| Problem |
Pick the lines holding the string "TrailingStopLimit" out of the records and copy them.
#####
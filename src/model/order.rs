//! Working orders and their priority keys.

use super::price::Price;
use super::types::{LiquiditySide, OrderSide, OrderType};
use crossbeam::atomic::AtomicCell;
use serde::{Deserialize, Serialize};
use std::fmt;
use std::sync::atomic::{AtomicBool, Ordering};
use uuid::Uuid;

/// A unique client order identifier, backed by a UUID.
#[derive(
    Debug, Clone, Copy, PartialEq, Eq, Hash, PartialOrd, Ord, Serialize, Deserialize,
)]
#[serde(transparent)]
pub struct OrderId(Uuid);

impl OrderId {
    /// Generates a new random (v4) identifier.
    #[must_use]
    pub fn new_uuid() -> Self {
        Self(Uuid::new_v4())
    }

    /// Builds a deterministic identifier from an integer.
    ///
    /// Intended for tests and replay tooling where reproducible ids matter.
    #[must_use]
    pub fn from_u64(value: u64) -> Self {
        Self(Uuid::from_u128(u128::from(value)))
    }

    /// The underlying UUID.
    #[must_use]
    pub fn as_uuid(&self) -> Uuid {
        self.0
    }
}

impl fmt::Display for OrderId {
    fn fmt(&self, f: &mut fmt::Formatter<'_>) -> fmt::Result {
        write!(f, "{}", self.0)
    }
}

/// A working order shared between a matching core and its owner.
///
/// The identity fields (`client_order_id`, `side`, `order_type`, `quantity`,
/// `price`, `trigger_price`) are immutable for the order's lifetime, and the
/// constructors guarantee that the price fields required by each order type
/// are present. The activation state (`is_triggered`, `triggered_price`,
/// `liquidity_side`, `is_closed`) lives in atomic cells so the core and the
/// event sinks can update a shared `Arc<Order>` through `&self`.
#[derive(Debug)]
pub struct Order {
    client_order_id: OrderId,
    side: OrderSide,
    order_type: OrderType,
    quantity: u64,
    price: Option<Price>,
    trigger_price: Option<Price>,
    is_triggered: AtomicBool,
    triggered_price: AtomicCell<Option<Price>>,
    liquidity_side: AtomicCell<Option<LiquiditySide>>,
    is_closed: AtomicBool,
}

impl Order {
    fn new(
        client_order_id: OrderId,
        side: OrderSide,
        order_type: OrderType,
        quantity: u64,
        price: Option<Price>,
        trigger_price: Option<Price>,
    ) -> Self {
        Self {
            client_order_id,
            side,
            order_type,
            quantity,
            price,
            trigger_price,
            is_triggered: AtomicBool::new(false),
            triggered_price: AtomicCell::new(None),
            liquidity_side: AtomicCell::new(None),
            is_closed: AtomicBool::new(false),
        }
    }

    /// Creates a market order.
    ///
    /// Market orders execute upstream and cannot rest in a matching core.
    pub fn market(client_order_id: OrderId, side: OrderSide, quantity: u64) -> Self {
        Self::new(client_order_id, side, OrderType::Market, quantity, None, None)
    }

    /// Creates a limit order resting at `price`.
    pub fn limit(client_order_id: OrderId, side: OrderSide, quantity: u64, price: Price) -> Self {
        Self::new(
            client_order_id,
            side,
            OrderType::Limit,
            quantity,
            Some(price),
            None,
        )
    }

    /// Creates a market-to-limit order whose remainder rests at `price`.
    pub fn market_to_limit(
        client_order_id: OrderId,
        side: OrderSide,
        quantity: u64,
        price: Price,
    ) -> Self {
        Self::new(
            client_order_id,
            side,
            OrderType::MarketToLimit,
            quantity,
            Some(price),
            None,
        )
    }

    /// Creates a stop-market order activating at `trigger_price`.
    pub fn stop_market(
        client_order_id: OrderId,
        side: OrderSide,
        quantity: u64,
        trigger_price: Price,
    ) -> Self {
        Self::new(
            client_order_id,
            side,
            OrderType::StopMarket,
            quantity,
            None,
            Some(trigger_price),
        )
    }

    /// Creates a stop-limit order activating at `trigger_price` and resting
    /// at `price` once triggered.
    pub fn stop_limit(
        client_order_id: OrderId,
        side: OrderSide,
        quantity: u64,
        price: Price,
        trigger_price: Price,
    ) -> Self {
        Self::new(
            client_order_id,
            side,
            OrderType::StopLimit,
            quantity,
            Some(price),
            Some(trigger_price),
        )
    }

    /// Creates a market-if-touched order activating at `trigger_price`.
    pub fn market_if_touched(
        client_order_id: OrderId,
        side: OrderSide,
        quantity: u64,
        trigger_price: Price,
    ) -> Self {
        Self::new(
            client_order_id,
            side,
            OrderType::MarketIfTouched,
            quantity,
            None,
            Some(trigger_price),
        )
    }

    /// Creates a limit-if-touched order activating at `trigger_price` and
    /// resting at `price` once triggered.
    pub fn limit_if_touched(
        client_order_id: OrderId,
        side: OrderSide,
        quantity: u64,
        price: Price,
        trigger_price: Price,
    ) -> Self {
        Self::new(
            client_order_id,
            side,
            OrderType::LimitIfTouched,
            quantity,
            Some(price),
            Some(trigger_price),
        )
    }

    /// Creates a trailing stop-market order with its current trigger at
    /// `trigger_price`.
    ///
    /// Trail maintenance (moving the trigger with the market) belongs to the
    /// owner; the core treats the order exactly like a stop-market.
    pub fn trailing_stop_market(
        client_order_id: OrderId,
        side: OrderSide,
        quantity: u64,
        trigger_price: Price,
    ) -> Self {
        Self::new(
            client_order_id,
            side,
            OrderType::TrailingStopMarket,
            quantity,
            None,
            Some(trigger_price),
        )
    }

    /// Creates a trailing stop-limit order with its current trigger at
    /// `trigger_price` and limit at `price`.
    pub fn trailing_stop_limit(
        client_order_id: OrderId,
        side: OrderSide,
        quantity: u64,
        price: Price,
        trigger_price: Price,
    ) -> Self {
        Self::new(
            client_order_id,
            side,
            OrderType::TrailingStopLimit,
            quantity,
            Some(price),
            Some(trigger_price),
        )
    }

    /// The unique client order identifier.
    #[must_use]
    #[inline]
    pub fn client_order_id(&self) -> OrderId {
        self.client_order_id
    }

    /// The order side.
    #[must_use]
    #[inline]
    pub fn side(&self) -> OrderSide {
        self.side
    }

    /// The order type.
    #[must_use]
    #[inline]
    pub fn order_type(&self) -> OrderType {
        self.order_type
    }

    /// The order quantity.
    #[must_use]
    #[inline]
    pub fn quantity(&self) -> u64 {
        self.quantity
    }

    /// The limit price, present for limit-bearing order types.
    #[must_use]
    #[inline]
    pub fn price(&self) -> Option<Price> {
        self.price
    }

    /// The trigger price, present for stop and if-touched order types.
    #[must_use]
    #[inline]
    pub fn trigger_price(&self) -> Option<Price> {
        self.trigger_price
    }

    /// Whether a conditional order has activated.
    #[must_use]
    #[inline]
    pub fn is_triggered(&self) -> bool {
        self.is_triggered.load(Ordering::Relaxed)
    }

    /// The price at which the order activated, once triggered.
    #[must_use]
    #[inline]
    pub fn triggered_price(&self) -> Option<Price> {
        self.triggered_price.load()
    }

    /// The liquidity side assigned by the matching core, once determined.
    #[must_use]
    #[inline]
    pub fn liquidity_side(&self) -> Option<LiquiditySide> {
        self.liquidity_side.load()
    }

    /// Whether the order is terminal. Closed orders are skipped by the sweep.
    #[must_use]
    #[inline]
    pub fn is_closed(&self) -> bool {
        self.is_closed.load(Ordering::Relaxed)
    }

    /// Sets the activation flag.
    #[inline]
    pub fn set_triggered(&self, triggered: bool) {
        self.is_triggered.store(triggered, Ordering::Relaxed);
    }

    /// Records the price at which the order activated.
    #[inline]
    pub fn set_triggered_price(&self, price: Price) {
        self.triggered_price.store(Some(price));
    }

    /// Records which side of the liquidity ledger the order lands on.
    #[inline]
    pub fn set_liquidity_side(&self, liquidity_side: LiquiditySide) {
        self.liquidity_side.store(Some(liquidity_side));
    }

    /// Marks the order terminal.
    #[inline]
    pub fn close(&self) {
        self.is_closed.store(true, Ordering::Relaxed);
    }

    /// The limit price of a limit-bearing order.
    ///
    /// # Panics
    /// Panics if the order type carries no limit price. Unreachable through
    /// the constructors.
    pub(crate) fn limit_px(&self) -> Price {
        self.price
            .expect("limit-bearing order constructed without a price")
    }

    /// The trigger price of a conditional order.
    ///
    /// # Panics
    /// Panics if the order type carries no trigger price. Unreachable through
    /// the constructors.
    pub(crate) fn trigger_px(&self) -> Price {
        self.trigger_price
            .expect("conditional order constructed without a trigger price")
    }

    /// The priority key used to sort a matching core's side lists.
    ///
    /// Limit-style orders queue at their limit price, conditional market
    /// orders at their trigger price, and conditional limit orders switch
    /// from trigger to limit price once triggered.
    ///
    /// # Panics
    /// Panics for [`OrderType::Market`]: market orders never rest, so asking
    /// for their priority is a programming error.
    #[must_use]
    pub fn priority_key(&self) -> i64 {
        match self.order_type {
            OrderType::Limit | OrderType::MarketToLimit => self.limit_px().raw(),
            OrderType::StopMarket | OrderType::MarketIfTouched | OrderType::TrailingStopMarket => {
                self.trigger_px().raw()
            }
            OrderType::StopLimit | OrderType::LimitIfTouched | OrderType::TrailingStopLimit => {
                if self.is_triggered() {
                    self.limit_px().raw()
                } else {
                    self.trigger_px().raw()
                }
            }
            OrderType::Market => panic!("market orders have no priority key"),
        }
    }
}

impl PartialEq for Order {
    fn eq(&self, other: &Self) -> bool {
        self.client_order_id == other.client_order_id
    }
}

impl Eq for Order {}

impl fmt::Display for Order {
    fn fmt(&self, f: &mut fmt::Formatter<'_>) -> fmt::Result {
        write!(
            f,
            "{} {} {} qty {}",
            self.order_type, self.side, self.client_order_id, self.quantity
        )?;
        if let Some(price) = self.price {
            write!(f, " @ {price}")?;
        }
        if let Some(trigger) = self.trigger_price {
            write!(f, " trigger {trigger}")?;
        }
        Ok(())
    }
}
#####
| Answer space |
            OrderType::TrailingStopLimit,
            OrderType::StopLimit | OrderType::LimitIfTouched | OrderType::TrailingStopLimit => {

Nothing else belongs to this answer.